When filling small amount of solution into the volumetric flask using dropper, the dropper should be immersed well below the water surface, to ensure that the added solution could react with the water sample. If the solution was added onto the top of the solution, overflow will occur, and the content overflowed would be the added solution. Thus, less number of moles of the added solution would react with the water sample. Just like in the two equations:
8OH-(aq) + 4Mn2+(aq) + O2(aq) + 2H2O(l) → 4Mn(OH)3(s)
2Mn(OH)3(s) + 2I-(aq) + 6H+(aq) → 2Mn2+(aq) + I2(aq) + 6H2O(l)
Less number of moles of Mn2+ ions and I- ions would react than the calculated amount. So a smaller amount of sodium thiosulphate solution would be used in titration, giving smaller dissolved oxygen content in the sample. On the same basis, after adding alkaline potassium iodide solution, time was required to allow the precipitate to sink to the bottom, ideally 3cm3 below the stopper.
Besides, a smaller magnetic stirrer was chosen. Since a bigger one would lead to a larger amount of overflow, more freshly produced iodine would be lost. In this case, the amount of iodine in each 100cm3 of the acidified sample would become smaller. So, a smaller amount of sodium thiosulphate solution would be required in titration, which would lead to a smaller amount of dissolved oxygen content in the sample.
In the experiment, it was assumed that the water sample did not contain any solutes which will oxidize or reduce iodine. However, if it did contain these solutes, the amount of iodine in the solution to be titrated would be smaller. As a result, less sodium thiosulphate solution would be used, and the calculated dissolved oxygen content would be smaller.

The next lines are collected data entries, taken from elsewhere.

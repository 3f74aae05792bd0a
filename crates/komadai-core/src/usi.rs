//! USI move notation.
//!
//! USI numbers files and ranks from the opposite corner, so both axes map as
//! `internal = 10 - external`. Ranks are written as letters, `a` for external
//! rank 1 through `i` for rank 9.

use thiserror::Error;

use crate::movegen::{promotion_option, PromotionOption};
use crate::position::GameState;
use crate::types::{Move, PieceType, Square};

#[derive(Debug, Error, Clone, PartialEq, Eq)]
pub enum UsiError {
    #[error("malformed move token `{0}`")]
    Malformed(String),
    #[error("invalid square `{0}`")]
    InvalidSquare(String),
    #[error("`{0}` is not a droppable piece letter")]
    InvalidDropPiece(char),
    #[error("no piece on the source square of `{0}`")]
    EmptySource(String),
    #[error("`{0}` requests a promotion that is not available")]
    PromotionUnavailable(String),
    #[error("`{0}` must promote")]
    PromotionRequired(String),
}

pub fn format_square(square: Square) -> String {
    let file = 10 - square.file;
    let rank = char::from(b'a' + (9 - square.rank));
    format!("{file}{rank}")
}

pub fn parse_square(text: &str) -> Result<Square, UsiError> {
    let mut chars = text.chars();
    match (chars.next(), chars.next(), chars.next()) {
        (Some(file), Some(rank), None) => square_from_chars(file, rank)
            .ok_or_else(|| UsiError::InvalidSquare(text.to_string())),
        _ => Err(UsiError::InvalidSquare(text.to_string())),
    }
}

pub fn format_move(mv: &Move) -> String {
    match *mv {
        Move::Normal {
            from, to, promote, ..
        } => {
            let mut token = format_square(from);
            token.push_str(&format_square(to));
            if promote == Some(true) {
                token.push('+');
            }
            token
        }
        Move::Drop { piece, to } => format!("{}*{}", piece.letter(), format_square(to)),
    }
}

/// Decodes `token` against `state`.
///
/// The moving piece and capture flag come from the board. The promotion flag
/// is resolved the way the generator resolves it, so a token without `+` is a
/// declined promotion where one was available and an error where promotion
/// is forced.
pub fn parse_move(token: &str, state: &GameState) -> Result<Move, UsiError> {
    let chars: Vec<char> = token.chars().collect();
    let malformed = || UsiError::Malformed(token.to_string());

    if chars.len() == 4 && chars[1] == '*' {
        let piece = PieceType::from_letter(chars[0])
            .filter(|kind| kind.hand_index().is_some())
            .ok_or(UsiError::InvalidDropPiece(chars[0]))?;
        let to = square_from_chars(chars[2], chars[3]).ok_or_else(malformed)?;
        return Ok(Move::Drop { piece, to });
    }

    let promote_requested = match chars.len() {
        4 => false,
        5 if chars[4] == '+' => true,
        _ => return Err(malformed()),
    };
    let from = square_from_chars(chars[0], chars[1]).ok_or_else(malformed)?;
    let to = square_from_chars(chars[2], chars[3]).ok_or_else(malformed)?;
    let moving = state
        .board
        .get(from)
        .ok_or_else(|| UsiError::EmptySource(token.to_string()))?;

    let promote = match (
        promotion_option(moving.piece_type, moving.color, from, to),
        promote_requested,
    ) {
        (PromotionOption::None, false) => None,
        (PromotionOption::None, true) => {
            return Err(UsiError::PromotionUnavailable(token.to_string()))
        }
        (PromotionOption::Optional, requested) => Some(requested),
        (PromotionOption::Forced, true) => Some(true),
        (PromotionOption::Forced, false) => {
            return Err(UsiError::PromotionRequired(token.to_string()))
        }
    };

    Ok(Move::Normal {
        from,
        to,
        piece: moving.piece_type,
        capture: state.board.get(to).is_some(),
        promote,
    })
}

fn square_from_chars(file: char, rank: char) -> Option<Square> {
    let file = file.to_digit(10)? as u8;
    if !('a'..='i').contains(&rank) {
        return None;
    }
    let rank = rank as u8 - b'a' + 1;
    Square::new(10u8.checked_sub(rank)?, 10u8.checked_sub(file)?)
}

On the other hand, iodine was freshly produced by the in situ generation but not using solid iodine for a number of reasons. For example, solid iodine is not very soluble in water but volatile and reacts readily with reducing agents in the environment. These factors would give a smaller amount of iodine in the sample than predicted. Also, solid iodine used in the laboratory contains impurities, which will react with the other solution. Under these circumstances, less sodium thiosulphate solution would be required to titrate against the solution in titration, giving a smaller calculated dissolved oxygen content.

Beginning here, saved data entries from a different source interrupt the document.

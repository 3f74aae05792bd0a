//! Move legality on top of the pseudo-legal generator.
//!
//! The public predicates take the mover's color explicitly and reject any
//! color that is not `state.turn`. The crate-internal `*_for` helpers skip
//! that check so detectors can ask about either side.

use crate::movegen::{
    attacked_squares, find_king, generate_moves, is_square_attacked, promotion_option,
    PromotionOption,
};
use crate::position::{apply_unchecked, GameState};
use crate::types::{Color, Move, MoveList, PieceType, Square};

/// Whether `color` may drop `piece` on (`to_rank`, `to_file`).
///
/// With `skip_mate_check` the drop-pawn-mate rule is not evaluated, leaving
/// only the cheaper occupancy, rank, double-pawn and self-check rules.
pub fn is_legal_drop(
    state: &GameState,
    piece: PieceType,
    to_rank: u8,
    to_file: u8,
    color: Color,
    skip_mate_check: bool,
) -> bool {
    if color != state.turn {
        return false;
    }
    let Some(to) = Square::new(to_rank, to_file) else {
        return false;
    };
    drop_is_legal(state, piece, to, color, skip_mate_check)
}

/// Whether the piece of `color` on the source square can move to the target
/// square under at least one promotion choice.
pub fn is_valid_move(
    state: &GameState,
    from_rank: u8,
    from_file: u8,
    to_rank: u8,
    to_file: u8,
    color: Color,
) -> bool {
    if color != state.turn {
        return false;
    }
    let (Some(from), Some(to)) = (Square::new(from_rank, from_file), Square::new(to_rank, to_file))
    else {
        return false;
    };
    let Some(piece) = state.board.get(from) else {
        return false;
    };
    if piece.color != color || !attacked_squares(&state.board, from, piece).contains(&to) {
        return false;
    }
    let mv = Move::Normal {
        from,
        to,
        piece: piece.piece_type,
        capture: state.board.get(to).is_some(),
        promote: None,
    };
    leaves_king_safe(state, &mv, color)
}

/// Full check of a resolved move, including its promotion flag.
pub fn is_legal_move(state: &GameState, mv: &Move, color: Color) -> bool {
    color == state.turn && move_is_legal_for(state, mv, color)
}

/// Every legal move and drop for `color` in generation order.
pub fn legal_moves(state: &GameState, color: Color) -> MoveList {
    legal_moves_with(state, color, false)
}

/// [`legal_moves`] with optional bypass of the drop-pawn-mate rule.
pub fn legal_moves_with(state: &GameState, color: Color, skip_mate_check: bool) -> MoveList {
    let mut moves = generate_moves(state, color);
    moves.retain(|mv| match *mv {
        Move::Normal { .. } => leaves_king_safe(state, mv, color),
        Move::Drop { piece, to } => drop_is_legal(state, piece, to, color, skip_mate_check),
    });
    moves
}

pub fn has_legal_move(state: &GameState, color: Color) -> bool {
    has_legal_move_with(state, color, false)
}

pub(crate) fn has_legal_move_with(state: &GameState, color: Color, skip_mate_check: bool) -> bool {
    generate_moves(state, color).iter().any(|mv| match *mv {
        Move::Normal { .. } => leaves_king_safe(state, mv, color),
        Move::Drop { piece, to } => drop_is_legal(state, piece, to, color, skip_mate_check),
    })
}

pub(crate) fn move_is_legal_for(state: &GameState, mv: &Move, color: Color) -> bool {
    match *mv {
        Move::Normal {
            from,
            to,
            piece,
            capture,
            promote,
        } => {
            let Some(moving) = state.board.get(from) else {
                return false;
            };
            if moving.color != color || moving.piece_type != piece {
                return false;
            }
            if capture != state.board.get(to).is_some() {
                return false;
            }
            if !attacked_squares(&state.board, from, moving).contains(&to) {
                return false;
            }
            let flag_ok = match promotion_option(piece, color, from, to) {
                PromotionOption::None => promote.is_none(),
                PromotionOption::Optional => promote.is_some(),
                PromotionOption::Forced => promote == Some(true),
            };
            flag_ok && leaves_king_safe(state, mv, color)
        }
        Move::Drop { piece, to } => drop_is_legal(state, piece, to, color, false),
    }
}

fn drop_is_legal(
    state: &GameState,
    piece: PieceType,
    to: Square,
    color: Color,
    skip_mate_check: bool,
) -> bool {
    if piece.hand_index().is_none() || state.hand.count(color, piece) == 0 {
        return false;
    }
    if !state.board.is_empty(to) {
        return false;
    }
    let relative = color.relative_rank(to.rank);
    let rank_ok = match piece {
        PieceType::Pawn | PieceType::Lance => relative < 8,
        PieceType::Knight => relative < 7,
        _ => true,
    };
    if !rank_ok {
        return false;
    }
    if piece == PieceType::Pawn && has_pawn_on_file(state, color, to.file) {
        return false;
    }

    let mut next = state.clone();
    apply_unchecked(&mut next, &Move::Drop { piece, to }, color);
    if king_in_check(&next, color) {
        return false;
    }
    if piece == PieceType::Pawn && !skip_mate_check {
        let opponent = color.opposite();
        if king_in_check(&next, opponent) && !has_legal_move_with(&next, opponent, true) {
            return false;
        }
    }
    true
}

fn has_pawn_on_file(state: &GameState, color: Color, file: u8) -> bool {
    (1..=9).any(|rank| {
        state.board.at(rank, file).is_some_and(|piece| {
            piece.color == color && piece.piece_type == PieceType::Pawn
        })
    })
}

fn leaves_king_safe(state: &GameState, mv: &Move, color: Color) -> bool {
    let mut next = state.clone();
    apply_unchecked(&mut next, mv, color);
    !king_in_check(&next, color)
}

pub(crate) fn king_in_check(state: &GameState, color: Color) -> bool {
    find_king(&state.board, color)
        .is_some_and(|king| is_square_attacked(&state.board, king, color.opposite()))
}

Although iodine was freshly produced in the experiment, it could not be assured that no aqueous iodine had lost. No matter how short the titration took place, a little bit of iodine would still be lost in the form of gas. Thus, less sodium thiosulphate solution would be used to titrate with the water sample, leading to a smaller dissolved oxygen content.

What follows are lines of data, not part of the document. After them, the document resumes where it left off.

use komadai_core::{
    is_checkmate, legal_moves, parse_square, simulate_move, Color, Evaluator, GameState, Move,
    PieceType, Score, SearchLimits, Searcher, Square,
};
use komadai_engine::{AlphaBetaConfig, AlphaBetaSearcher, MATE_SCORE};

/// Scores every position the same, so the root decides between equals.
struct FlatEval;

impl Evaluator for FlatEval {
    fn evaluate(&self, _state: &GameState) -> Score {
        Score(0)
    }
}

fn sq(rank: u8, file: u8) -> Square {
    Square::new_unchecked(rank, file)
}

fn depth(d: u8) -> SearchLimits {
    SearchLimits {
        depth: Some(d),
        ..SearchLimits::default()
    }
}

#[test]
fn search_returns_legal_move() {
    let state = GameState::new();
    let mut searcher = AlphaBetaSearcher::default();

    let result = searcher.search_with_info(&state, depth(2));

    let best_move = result.best_move.expect("search should return move");
    assert!(legal_moves(&state, Color::Sente).contains(&best_move));
    assert_eq!(result.depth, 2);
    assert!(result.nodes > 0);
}

#[test]
fn search_takes_hanging_rook() {
    let state = GameState::from_sfen("4k4/9/9/9/r4R3/9/9/9/4K4 b - 1").unwrap();
    let mut searcher = AlphaBetaSearcher::default();

    let result = searcher.search_with_info(&state, depth(2));

    let best_move = result.best_move.expect("search should find capture");
    assert!(best_move.is_capture());
    assert_eq!(best_move.to(), parse_square("9e").unwrap());
}

#[test]
fn search_finds_gold_drop_mate() {
    let state = GameState::from_sfen("4k4/9/4P4/9/9/9/9/9/4K4 b G 1").unwrap();
    let mut searcher = AlphaBetaSearcher::default();

    let result = searcher.search_with_info(&state, depth(2));

    let best_move = result.best_move.expect("mate should be found");
    let next = simulate_move(&state, &best_move, Color::Sente).unwrap();
    assert!(is_checkmate(&next, Color::Gote));
    assert!(result.score.0 >= MATE_SCORE - 10);
}

#[test]
fn search_recognizes_checkmated_side() {
    let state = GameState::from_sfen("4k4/4G4/4P4/9/9/9/9/9/4K4 w - 2").unwrap();
    let mut searcher = AlphaBetaSearcher::default();

    let result = searcher.search_with_info(&state, depth(3));

    assert!(result.best_move.is_none());
    assert!(result.score.0 <= -29_000);
}

#[test]
fn search_plays_for_gote() {
    let state = GameState::from_sfen("4k4/9/9/9/3r4R/9/9/9/4K4 w - 1").unwrap();
    let mut searcher = AlphaBetaSearcher::new(AlphaBetaConfig { max_depth: 2 });

    let result = searcher.search_with_info(&state, SearchLimits::default());

    let best_move = result.best_move.expect("gote has moves");
    assert!(legal_moves(&state, Color::Gote).contains(&best_move));
    assert!(best_move.is_capture());
}

#[test]
fn node_limit_stops_deep_search_with_a_move() {
    let state = GameState::new();
    let mut searcher = AlphaBetaSearcher::default();

    let result = searcher.search_with_info(
        &state,
        SearchLimits {
            depth: Some(6),
            nodes: Some(2_000),
            ..SearchLimits::default()
        },
    );

    assert!(result.best_move.is_some());
    assert!(result.depth < 6);
    assert!(result.nodes < 2_000 + 1_024);
}

#[test]
fn searcher_trait_returns_result() {
    let state = GameState::new();
    let mut searcher = AlphaBetaSearcher::default();

    let result = Searcher::search(&mut searcher, &state, depth(1));

    assert!(result.best_move.is_some());
    assert!(result.nodes_searched > 0);
}

#[test]
fn search_promotes_when_promotion_scores_higher() {
    let state = GameState::from_sfen("8k/9/9/4S4/9/9/9/9/K8 b - 1").unwrap();
    let mut searcher = AlphaBetaSearcher::default();

    let result = searcher.search_with_info(&state, depth(1));

    assert_eq!(
        result.best_move,
        Some(Move::Normal {
            from: sq(6, 5),
            to: sq(7, 5),
            piece: PieceType::Silver,
            capture: false,
            promote: Some(true),
        })
    );
}

#[test]
fn search_keeps_declined_promotion_on_equal_scores() {
    let state = GameState::from_sfen("K7k/9/4S4/9/9/9/9/9/9 b - 1").unwrap();
    let legal = legal_moves(&state, Color::Sente);
    let mut searcher =
        AlphaBetaSearcher::with_eval(AlphaBetaConfig { max_depth: 1 }, Box::new(FlatEval));

    let result = searcher.search_with_info(&state, depth(1));

    let best_move = result.best_move.expect("sente has moves");
    assert_eq!(best_move, legal[0]);
    let Move::Normal {
        from,
        to,
        piece,
        capture,
        promote,
    } = best_move
    else {
        panic!("expected a board move, got {best_move:?}");
    };
    assert_eq!(promote, Some(false));
    let promoted_twin = Move::Normal {
        from,
        to,
        piece,
        capture,
        promote: Some(true),
    };
    assert!(legal.contains(&promoted_twin));
    assert_eq!(result.score, Score(0));
}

Judging form the above errors, it could be said that the calculated dissolved oxygen content in the sample was smaller than the actual one.
To improve the results of the experiment, firstly, the time for titration should be carried out as short as possible. This is to minimize the lost of iodine to the atmosphere. Also, the water sample should be well insulated from the atmosphere. For instance, when carrying out the experiment, the volumetric flask should be stoppered frequently.
- Conclusion:
The dissolved oxygen content in the water sample is 24.7mgdm-3.